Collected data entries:

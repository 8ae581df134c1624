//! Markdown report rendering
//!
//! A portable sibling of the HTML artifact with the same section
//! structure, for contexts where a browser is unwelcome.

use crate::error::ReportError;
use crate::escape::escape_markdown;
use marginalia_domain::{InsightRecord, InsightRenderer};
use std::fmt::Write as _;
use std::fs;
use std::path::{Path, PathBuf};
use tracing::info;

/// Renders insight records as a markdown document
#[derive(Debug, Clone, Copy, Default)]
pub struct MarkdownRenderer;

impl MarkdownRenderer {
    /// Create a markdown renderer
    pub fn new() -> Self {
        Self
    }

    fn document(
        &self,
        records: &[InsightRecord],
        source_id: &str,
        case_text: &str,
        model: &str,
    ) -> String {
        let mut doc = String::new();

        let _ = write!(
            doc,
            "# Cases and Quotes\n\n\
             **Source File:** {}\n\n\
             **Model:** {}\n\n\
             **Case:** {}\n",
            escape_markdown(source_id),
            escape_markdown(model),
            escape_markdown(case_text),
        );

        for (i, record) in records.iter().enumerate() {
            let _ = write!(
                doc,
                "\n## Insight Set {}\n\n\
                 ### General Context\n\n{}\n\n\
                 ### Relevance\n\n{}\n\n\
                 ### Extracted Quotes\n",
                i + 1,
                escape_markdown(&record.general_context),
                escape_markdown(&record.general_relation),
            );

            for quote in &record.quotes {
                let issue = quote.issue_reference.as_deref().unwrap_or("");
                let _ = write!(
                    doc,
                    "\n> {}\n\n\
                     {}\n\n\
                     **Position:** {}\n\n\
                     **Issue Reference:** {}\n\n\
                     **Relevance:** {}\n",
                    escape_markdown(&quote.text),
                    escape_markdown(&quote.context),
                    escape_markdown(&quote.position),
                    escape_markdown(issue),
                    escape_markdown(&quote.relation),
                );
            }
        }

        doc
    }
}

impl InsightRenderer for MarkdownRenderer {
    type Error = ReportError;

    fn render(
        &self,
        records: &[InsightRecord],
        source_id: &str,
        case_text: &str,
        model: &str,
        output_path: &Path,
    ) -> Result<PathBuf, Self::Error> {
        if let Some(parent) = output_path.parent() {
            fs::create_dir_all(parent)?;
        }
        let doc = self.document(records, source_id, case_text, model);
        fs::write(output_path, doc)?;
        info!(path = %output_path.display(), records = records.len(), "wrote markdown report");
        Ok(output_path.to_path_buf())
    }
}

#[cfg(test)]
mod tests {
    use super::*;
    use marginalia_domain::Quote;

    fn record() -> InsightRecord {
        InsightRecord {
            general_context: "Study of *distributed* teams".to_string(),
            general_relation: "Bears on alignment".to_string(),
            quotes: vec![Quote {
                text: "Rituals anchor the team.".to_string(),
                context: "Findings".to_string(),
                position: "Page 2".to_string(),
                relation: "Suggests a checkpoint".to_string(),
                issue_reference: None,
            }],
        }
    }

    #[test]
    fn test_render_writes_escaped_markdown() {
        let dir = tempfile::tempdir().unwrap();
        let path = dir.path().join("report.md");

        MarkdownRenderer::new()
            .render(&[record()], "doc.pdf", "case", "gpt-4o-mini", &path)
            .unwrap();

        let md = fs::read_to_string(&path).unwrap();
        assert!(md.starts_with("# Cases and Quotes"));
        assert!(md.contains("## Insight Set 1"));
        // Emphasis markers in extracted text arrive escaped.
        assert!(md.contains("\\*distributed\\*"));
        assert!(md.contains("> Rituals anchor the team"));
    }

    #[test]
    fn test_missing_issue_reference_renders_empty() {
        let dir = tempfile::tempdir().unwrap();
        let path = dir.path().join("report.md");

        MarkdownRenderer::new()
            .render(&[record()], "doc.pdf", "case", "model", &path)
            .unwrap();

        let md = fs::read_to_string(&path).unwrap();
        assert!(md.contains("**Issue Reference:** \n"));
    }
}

...

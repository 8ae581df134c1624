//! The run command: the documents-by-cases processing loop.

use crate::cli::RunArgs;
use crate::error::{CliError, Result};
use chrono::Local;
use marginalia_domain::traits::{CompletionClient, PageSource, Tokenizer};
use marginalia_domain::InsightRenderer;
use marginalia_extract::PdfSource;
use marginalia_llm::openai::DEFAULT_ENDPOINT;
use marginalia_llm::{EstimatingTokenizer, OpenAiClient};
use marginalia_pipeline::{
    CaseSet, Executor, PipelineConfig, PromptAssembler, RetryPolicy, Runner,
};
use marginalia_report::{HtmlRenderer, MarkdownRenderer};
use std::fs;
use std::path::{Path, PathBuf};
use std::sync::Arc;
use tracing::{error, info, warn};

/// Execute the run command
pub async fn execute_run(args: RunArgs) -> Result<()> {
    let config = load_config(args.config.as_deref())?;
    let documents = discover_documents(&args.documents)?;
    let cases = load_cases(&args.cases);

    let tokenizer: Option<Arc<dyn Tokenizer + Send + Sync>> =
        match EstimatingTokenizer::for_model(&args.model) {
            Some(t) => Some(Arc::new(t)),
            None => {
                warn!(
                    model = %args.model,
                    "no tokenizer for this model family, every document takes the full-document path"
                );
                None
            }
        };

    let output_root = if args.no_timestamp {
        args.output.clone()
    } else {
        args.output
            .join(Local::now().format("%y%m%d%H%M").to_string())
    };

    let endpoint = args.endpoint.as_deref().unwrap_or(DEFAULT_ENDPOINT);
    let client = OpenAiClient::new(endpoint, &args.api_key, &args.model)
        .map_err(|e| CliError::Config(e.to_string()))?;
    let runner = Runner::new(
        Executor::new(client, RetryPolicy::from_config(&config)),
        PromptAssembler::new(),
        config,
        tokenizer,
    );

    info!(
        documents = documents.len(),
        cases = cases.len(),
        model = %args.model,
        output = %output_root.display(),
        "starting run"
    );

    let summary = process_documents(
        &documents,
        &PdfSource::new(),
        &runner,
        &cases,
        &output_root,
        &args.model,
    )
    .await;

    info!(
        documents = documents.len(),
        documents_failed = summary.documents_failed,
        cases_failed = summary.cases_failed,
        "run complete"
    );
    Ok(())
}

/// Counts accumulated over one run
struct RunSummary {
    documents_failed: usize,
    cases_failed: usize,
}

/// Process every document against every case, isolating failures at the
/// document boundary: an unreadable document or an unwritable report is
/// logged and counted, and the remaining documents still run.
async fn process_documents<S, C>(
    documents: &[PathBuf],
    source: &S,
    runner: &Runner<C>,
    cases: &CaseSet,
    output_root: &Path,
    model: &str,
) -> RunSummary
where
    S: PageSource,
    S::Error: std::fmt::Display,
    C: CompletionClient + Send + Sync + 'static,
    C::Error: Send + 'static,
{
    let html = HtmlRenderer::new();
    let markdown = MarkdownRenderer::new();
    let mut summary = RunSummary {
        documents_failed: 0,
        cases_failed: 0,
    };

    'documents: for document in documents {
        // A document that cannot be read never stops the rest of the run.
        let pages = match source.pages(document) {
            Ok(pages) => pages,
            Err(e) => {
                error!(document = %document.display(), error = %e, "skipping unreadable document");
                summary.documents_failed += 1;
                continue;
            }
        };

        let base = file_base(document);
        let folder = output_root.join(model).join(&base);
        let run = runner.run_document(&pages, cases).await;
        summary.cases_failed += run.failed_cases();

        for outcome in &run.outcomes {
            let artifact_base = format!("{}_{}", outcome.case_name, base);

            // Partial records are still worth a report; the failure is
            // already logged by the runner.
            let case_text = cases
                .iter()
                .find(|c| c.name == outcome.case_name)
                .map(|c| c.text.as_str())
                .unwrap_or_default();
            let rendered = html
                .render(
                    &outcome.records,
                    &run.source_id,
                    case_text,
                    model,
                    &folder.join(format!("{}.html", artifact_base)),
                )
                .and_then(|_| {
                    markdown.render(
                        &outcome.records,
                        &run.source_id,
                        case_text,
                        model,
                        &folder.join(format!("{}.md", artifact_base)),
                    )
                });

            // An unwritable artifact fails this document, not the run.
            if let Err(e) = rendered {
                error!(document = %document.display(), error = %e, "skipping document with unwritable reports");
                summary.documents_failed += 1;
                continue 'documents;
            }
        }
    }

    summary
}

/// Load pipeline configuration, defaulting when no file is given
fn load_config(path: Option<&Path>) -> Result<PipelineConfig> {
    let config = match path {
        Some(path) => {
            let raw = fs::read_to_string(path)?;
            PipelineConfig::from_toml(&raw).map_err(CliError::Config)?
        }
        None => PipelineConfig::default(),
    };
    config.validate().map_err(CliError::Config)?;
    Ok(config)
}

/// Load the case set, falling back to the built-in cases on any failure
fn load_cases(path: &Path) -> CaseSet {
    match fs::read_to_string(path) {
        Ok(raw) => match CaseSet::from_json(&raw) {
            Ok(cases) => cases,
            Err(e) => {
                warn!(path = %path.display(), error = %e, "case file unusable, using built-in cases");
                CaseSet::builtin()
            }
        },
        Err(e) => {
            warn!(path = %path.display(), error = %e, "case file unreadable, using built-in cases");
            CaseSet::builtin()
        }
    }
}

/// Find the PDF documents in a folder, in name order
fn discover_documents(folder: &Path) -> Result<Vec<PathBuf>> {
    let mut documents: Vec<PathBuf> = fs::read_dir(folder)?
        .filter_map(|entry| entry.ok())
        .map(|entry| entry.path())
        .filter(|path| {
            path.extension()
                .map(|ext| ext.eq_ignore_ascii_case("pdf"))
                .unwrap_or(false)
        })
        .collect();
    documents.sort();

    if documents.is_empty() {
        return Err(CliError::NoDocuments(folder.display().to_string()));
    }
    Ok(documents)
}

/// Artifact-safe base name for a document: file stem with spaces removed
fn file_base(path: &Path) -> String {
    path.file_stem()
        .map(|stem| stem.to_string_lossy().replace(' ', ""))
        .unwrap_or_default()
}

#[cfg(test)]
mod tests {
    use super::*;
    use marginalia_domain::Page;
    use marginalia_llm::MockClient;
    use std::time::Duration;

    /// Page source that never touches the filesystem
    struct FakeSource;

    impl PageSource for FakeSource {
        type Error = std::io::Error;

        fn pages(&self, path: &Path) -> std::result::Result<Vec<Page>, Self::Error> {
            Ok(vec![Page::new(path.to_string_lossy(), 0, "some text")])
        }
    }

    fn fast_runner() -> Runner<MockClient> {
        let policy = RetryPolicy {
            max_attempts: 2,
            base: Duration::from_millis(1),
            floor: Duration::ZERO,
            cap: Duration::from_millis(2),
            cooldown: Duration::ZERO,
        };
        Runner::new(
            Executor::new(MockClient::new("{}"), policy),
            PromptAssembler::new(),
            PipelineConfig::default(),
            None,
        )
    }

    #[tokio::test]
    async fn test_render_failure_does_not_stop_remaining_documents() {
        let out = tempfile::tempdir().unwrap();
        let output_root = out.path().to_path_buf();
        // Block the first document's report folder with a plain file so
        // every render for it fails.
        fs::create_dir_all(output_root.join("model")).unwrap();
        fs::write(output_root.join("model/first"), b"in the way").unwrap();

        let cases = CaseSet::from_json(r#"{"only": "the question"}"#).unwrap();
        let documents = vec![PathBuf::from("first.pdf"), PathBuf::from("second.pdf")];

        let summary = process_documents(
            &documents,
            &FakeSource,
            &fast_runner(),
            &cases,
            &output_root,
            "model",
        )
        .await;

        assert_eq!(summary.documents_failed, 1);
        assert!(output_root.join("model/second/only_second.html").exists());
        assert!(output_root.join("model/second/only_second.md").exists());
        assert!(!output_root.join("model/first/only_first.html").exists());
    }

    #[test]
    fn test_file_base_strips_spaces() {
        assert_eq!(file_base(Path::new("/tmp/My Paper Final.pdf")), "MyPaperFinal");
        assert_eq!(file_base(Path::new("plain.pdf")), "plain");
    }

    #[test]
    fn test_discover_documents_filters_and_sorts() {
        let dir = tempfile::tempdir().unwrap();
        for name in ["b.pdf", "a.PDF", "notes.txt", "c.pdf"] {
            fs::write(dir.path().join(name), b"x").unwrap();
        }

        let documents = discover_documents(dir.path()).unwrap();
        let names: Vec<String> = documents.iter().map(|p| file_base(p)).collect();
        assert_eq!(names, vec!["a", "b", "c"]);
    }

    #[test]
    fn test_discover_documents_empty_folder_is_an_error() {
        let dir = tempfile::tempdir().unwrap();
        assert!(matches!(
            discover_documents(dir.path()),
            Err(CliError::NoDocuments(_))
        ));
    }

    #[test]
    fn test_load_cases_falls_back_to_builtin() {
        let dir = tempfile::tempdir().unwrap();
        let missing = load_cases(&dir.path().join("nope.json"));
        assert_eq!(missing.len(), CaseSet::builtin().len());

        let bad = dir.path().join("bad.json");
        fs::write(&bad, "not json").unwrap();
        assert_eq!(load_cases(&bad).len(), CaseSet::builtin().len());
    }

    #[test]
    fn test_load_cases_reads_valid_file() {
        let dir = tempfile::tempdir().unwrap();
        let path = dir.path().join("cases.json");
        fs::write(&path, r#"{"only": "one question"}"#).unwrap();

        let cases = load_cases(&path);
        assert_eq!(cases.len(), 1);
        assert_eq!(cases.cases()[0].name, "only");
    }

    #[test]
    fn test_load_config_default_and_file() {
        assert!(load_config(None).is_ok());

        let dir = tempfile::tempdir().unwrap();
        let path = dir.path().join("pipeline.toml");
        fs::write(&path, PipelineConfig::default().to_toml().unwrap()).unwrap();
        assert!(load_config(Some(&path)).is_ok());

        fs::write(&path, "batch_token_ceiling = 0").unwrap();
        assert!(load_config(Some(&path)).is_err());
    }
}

§ What to do
Using the records given above, list every line that includes the word "MarkdownRenderer".

§ Problem solution
pub struct MarkdownRenderer;
impl MarkdownRenderer {
impl InsightRenderer for MarkdownRenderer {
        MarkdownRenderer::new()
        MarkdownRenderer::new()
use marginalia_report::{HtmlRenderer, MarkdownRenderer};
    let markdown = MarkdownRenderer::new();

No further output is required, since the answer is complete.